* _Exercise_
Working through the entries below, find how many lines include "task", then write only that number.

* _Input_
______
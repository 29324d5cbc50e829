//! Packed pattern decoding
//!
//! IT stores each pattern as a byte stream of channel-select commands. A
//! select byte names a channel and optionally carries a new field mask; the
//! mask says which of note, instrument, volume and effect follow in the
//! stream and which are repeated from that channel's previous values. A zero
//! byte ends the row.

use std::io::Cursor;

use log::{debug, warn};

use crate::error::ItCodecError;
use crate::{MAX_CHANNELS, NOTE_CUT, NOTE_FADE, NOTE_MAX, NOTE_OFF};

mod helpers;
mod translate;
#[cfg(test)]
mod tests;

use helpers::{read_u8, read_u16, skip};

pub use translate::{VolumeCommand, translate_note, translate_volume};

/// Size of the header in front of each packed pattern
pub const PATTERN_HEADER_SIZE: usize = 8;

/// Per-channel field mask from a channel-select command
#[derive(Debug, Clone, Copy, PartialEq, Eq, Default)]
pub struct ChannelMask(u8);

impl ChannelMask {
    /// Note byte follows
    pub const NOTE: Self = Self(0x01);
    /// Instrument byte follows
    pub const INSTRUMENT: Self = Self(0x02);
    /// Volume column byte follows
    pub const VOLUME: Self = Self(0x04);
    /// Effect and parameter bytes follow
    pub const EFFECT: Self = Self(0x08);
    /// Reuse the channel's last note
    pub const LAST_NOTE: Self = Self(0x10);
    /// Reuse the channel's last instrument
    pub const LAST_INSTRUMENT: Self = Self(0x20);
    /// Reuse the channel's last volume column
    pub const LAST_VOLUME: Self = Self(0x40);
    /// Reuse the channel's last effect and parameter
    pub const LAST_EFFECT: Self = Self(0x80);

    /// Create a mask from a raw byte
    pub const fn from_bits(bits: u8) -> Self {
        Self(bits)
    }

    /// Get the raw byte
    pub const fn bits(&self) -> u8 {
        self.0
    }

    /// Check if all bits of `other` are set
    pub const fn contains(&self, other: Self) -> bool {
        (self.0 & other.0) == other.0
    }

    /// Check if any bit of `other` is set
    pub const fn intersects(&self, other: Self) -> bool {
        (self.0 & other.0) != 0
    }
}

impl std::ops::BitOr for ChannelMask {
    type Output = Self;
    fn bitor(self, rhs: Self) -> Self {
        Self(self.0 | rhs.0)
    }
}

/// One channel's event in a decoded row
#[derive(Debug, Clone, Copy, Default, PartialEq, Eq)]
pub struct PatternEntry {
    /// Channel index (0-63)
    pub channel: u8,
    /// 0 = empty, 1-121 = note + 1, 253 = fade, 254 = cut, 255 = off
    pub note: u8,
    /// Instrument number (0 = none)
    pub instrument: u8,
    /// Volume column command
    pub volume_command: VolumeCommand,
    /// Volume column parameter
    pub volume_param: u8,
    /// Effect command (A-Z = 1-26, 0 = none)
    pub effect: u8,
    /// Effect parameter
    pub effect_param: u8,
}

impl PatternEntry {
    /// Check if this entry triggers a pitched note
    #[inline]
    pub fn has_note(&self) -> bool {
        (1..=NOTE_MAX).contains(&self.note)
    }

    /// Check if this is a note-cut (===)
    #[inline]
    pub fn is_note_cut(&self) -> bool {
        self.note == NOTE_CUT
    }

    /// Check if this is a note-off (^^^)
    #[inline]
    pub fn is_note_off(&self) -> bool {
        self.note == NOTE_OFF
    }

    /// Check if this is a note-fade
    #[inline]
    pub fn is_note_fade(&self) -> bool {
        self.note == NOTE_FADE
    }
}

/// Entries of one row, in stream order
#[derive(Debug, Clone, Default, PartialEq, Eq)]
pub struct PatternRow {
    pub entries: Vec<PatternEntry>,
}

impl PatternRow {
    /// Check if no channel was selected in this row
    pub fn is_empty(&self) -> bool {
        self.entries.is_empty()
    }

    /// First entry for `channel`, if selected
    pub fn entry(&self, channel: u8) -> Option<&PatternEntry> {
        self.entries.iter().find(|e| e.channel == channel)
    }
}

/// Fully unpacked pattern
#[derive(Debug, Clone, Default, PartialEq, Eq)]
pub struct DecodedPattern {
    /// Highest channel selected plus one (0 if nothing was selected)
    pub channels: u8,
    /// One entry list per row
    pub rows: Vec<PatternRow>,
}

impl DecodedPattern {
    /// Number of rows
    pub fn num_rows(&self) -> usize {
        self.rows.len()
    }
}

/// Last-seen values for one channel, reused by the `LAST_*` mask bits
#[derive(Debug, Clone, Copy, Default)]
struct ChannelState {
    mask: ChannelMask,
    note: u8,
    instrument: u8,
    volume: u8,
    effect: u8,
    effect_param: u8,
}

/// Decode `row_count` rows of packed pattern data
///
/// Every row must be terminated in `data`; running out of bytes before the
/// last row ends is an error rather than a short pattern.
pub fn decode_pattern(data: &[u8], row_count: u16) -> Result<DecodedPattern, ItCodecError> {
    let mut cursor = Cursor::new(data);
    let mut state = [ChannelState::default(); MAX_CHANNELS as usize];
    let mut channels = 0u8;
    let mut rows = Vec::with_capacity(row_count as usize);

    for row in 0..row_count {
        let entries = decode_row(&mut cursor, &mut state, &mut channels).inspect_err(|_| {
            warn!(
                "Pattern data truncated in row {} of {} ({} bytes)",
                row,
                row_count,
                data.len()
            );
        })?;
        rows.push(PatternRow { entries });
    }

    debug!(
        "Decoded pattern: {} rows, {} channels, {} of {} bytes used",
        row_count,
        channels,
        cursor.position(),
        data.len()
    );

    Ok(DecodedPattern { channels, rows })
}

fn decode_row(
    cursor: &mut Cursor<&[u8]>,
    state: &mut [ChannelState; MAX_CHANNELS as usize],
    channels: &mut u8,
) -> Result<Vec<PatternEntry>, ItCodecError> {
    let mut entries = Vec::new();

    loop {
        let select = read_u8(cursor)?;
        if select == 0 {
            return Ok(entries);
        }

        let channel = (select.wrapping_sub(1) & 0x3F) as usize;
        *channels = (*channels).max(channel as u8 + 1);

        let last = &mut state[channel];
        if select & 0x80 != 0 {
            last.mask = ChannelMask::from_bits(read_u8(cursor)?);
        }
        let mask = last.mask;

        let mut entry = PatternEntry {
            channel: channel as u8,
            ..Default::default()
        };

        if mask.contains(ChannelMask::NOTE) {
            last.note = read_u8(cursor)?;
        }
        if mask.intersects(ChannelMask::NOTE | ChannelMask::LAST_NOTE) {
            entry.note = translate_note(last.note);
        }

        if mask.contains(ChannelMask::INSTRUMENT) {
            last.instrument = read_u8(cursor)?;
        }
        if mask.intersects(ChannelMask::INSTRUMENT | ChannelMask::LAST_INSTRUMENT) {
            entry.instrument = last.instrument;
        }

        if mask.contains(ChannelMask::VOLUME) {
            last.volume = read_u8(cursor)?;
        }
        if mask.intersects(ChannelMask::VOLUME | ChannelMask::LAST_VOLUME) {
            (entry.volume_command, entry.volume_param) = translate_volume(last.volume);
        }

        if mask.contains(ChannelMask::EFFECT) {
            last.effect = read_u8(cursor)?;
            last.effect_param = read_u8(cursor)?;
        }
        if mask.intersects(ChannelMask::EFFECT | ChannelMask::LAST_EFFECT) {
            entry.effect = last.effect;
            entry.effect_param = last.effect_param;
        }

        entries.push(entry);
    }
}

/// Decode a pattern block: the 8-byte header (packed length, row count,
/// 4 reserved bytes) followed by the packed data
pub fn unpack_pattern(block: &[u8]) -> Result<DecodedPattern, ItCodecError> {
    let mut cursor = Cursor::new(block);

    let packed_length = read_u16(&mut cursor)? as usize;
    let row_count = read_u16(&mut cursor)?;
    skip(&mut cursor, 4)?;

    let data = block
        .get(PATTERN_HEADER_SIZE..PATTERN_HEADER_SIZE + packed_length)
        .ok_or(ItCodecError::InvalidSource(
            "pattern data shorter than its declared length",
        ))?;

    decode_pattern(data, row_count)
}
______
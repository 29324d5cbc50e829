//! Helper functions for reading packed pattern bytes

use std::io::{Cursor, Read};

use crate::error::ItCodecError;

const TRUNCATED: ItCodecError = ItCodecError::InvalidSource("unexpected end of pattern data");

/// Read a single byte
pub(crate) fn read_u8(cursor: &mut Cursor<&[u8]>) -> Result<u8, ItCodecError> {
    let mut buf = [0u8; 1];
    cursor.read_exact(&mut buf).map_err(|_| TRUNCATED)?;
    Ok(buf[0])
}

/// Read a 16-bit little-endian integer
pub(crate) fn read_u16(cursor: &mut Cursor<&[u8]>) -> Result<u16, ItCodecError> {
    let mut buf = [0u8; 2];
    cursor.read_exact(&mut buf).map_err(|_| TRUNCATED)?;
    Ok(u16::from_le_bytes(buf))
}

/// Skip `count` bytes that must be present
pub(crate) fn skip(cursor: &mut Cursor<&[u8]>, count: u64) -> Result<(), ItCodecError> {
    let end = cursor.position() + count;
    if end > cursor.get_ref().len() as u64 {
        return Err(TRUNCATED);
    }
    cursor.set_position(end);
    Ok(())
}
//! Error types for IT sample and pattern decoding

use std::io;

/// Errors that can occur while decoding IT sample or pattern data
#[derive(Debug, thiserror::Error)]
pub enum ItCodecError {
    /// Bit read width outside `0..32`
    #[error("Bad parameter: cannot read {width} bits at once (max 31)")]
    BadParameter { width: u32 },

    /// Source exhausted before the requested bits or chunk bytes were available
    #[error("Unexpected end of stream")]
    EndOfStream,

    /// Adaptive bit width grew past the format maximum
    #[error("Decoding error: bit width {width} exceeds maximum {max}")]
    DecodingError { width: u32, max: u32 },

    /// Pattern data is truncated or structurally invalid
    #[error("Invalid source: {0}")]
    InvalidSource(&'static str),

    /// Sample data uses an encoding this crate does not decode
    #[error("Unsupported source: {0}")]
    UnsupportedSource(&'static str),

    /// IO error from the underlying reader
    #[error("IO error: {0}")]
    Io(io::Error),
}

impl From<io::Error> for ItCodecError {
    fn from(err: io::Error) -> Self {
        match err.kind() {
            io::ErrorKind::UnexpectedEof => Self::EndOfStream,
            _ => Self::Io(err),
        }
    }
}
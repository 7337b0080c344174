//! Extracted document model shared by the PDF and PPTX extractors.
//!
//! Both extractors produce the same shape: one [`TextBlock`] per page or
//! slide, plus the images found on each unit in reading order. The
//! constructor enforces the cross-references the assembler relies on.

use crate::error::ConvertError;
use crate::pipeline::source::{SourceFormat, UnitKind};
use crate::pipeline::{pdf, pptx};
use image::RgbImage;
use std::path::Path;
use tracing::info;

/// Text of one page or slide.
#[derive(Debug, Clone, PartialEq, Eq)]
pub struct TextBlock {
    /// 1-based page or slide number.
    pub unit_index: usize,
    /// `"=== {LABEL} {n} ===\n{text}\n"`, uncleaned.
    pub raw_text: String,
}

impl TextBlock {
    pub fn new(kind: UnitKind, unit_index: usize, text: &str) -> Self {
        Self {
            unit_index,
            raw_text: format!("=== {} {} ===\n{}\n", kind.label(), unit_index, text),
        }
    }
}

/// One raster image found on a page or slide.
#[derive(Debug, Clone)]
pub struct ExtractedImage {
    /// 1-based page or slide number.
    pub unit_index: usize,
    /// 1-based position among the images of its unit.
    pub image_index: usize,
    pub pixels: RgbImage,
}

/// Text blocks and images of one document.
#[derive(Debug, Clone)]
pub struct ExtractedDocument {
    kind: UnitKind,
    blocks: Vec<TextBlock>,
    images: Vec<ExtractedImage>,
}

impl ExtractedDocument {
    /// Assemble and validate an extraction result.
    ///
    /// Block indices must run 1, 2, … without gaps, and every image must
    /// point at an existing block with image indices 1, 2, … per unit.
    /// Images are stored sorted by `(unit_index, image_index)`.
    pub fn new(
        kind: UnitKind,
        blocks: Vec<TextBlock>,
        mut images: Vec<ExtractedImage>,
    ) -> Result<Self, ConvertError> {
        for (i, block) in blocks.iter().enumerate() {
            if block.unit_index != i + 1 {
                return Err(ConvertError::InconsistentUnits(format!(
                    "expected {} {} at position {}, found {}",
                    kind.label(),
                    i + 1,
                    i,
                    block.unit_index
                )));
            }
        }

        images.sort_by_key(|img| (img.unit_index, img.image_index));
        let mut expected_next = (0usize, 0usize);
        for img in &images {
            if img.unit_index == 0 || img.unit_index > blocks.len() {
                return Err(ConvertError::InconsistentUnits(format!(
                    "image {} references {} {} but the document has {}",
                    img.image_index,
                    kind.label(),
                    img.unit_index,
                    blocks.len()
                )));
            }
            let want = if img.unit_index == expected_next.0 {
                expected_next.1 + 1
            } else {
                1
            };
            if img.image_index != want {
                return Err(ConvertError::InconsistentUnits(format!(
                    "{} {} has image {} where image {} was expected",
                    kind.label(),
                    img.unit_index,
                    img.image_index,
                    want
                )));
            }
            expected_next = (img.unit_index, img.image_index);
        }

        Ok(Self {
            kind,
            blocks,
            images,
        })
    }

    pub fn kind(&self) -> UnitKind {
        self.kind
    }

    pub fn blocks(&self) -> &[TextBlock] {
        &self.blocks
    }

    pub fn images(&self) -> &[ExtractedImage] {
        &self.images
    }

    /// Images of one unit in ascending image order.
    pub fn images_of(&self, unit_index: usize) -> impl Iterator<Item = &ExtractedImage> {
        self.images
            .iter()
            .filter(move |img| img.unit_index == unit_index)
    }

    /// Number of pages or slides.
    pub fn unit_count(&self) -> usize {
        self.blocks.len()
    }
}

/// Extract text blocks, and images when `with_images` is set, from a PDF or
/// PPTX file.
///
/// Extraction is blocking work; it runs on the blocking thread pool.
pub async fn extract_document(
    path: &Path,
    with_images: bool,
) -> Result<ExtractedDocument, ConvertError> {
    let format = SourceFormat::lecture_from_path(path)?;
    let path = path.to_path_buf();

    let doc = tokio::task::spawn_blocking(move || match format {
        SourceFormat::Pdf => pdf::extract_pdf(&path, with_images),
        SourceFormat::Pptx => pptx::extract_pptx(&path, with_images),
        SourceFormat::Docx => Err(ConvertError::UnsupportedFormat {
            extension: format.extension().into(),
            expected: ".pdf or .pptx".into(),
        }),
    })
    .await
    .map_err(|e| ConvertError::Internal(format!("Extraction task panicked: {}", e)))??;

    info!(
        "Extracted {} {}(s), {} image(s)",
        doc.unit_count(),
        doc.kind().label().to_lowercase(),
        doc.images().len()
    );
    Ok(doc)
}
______
* _Result_
2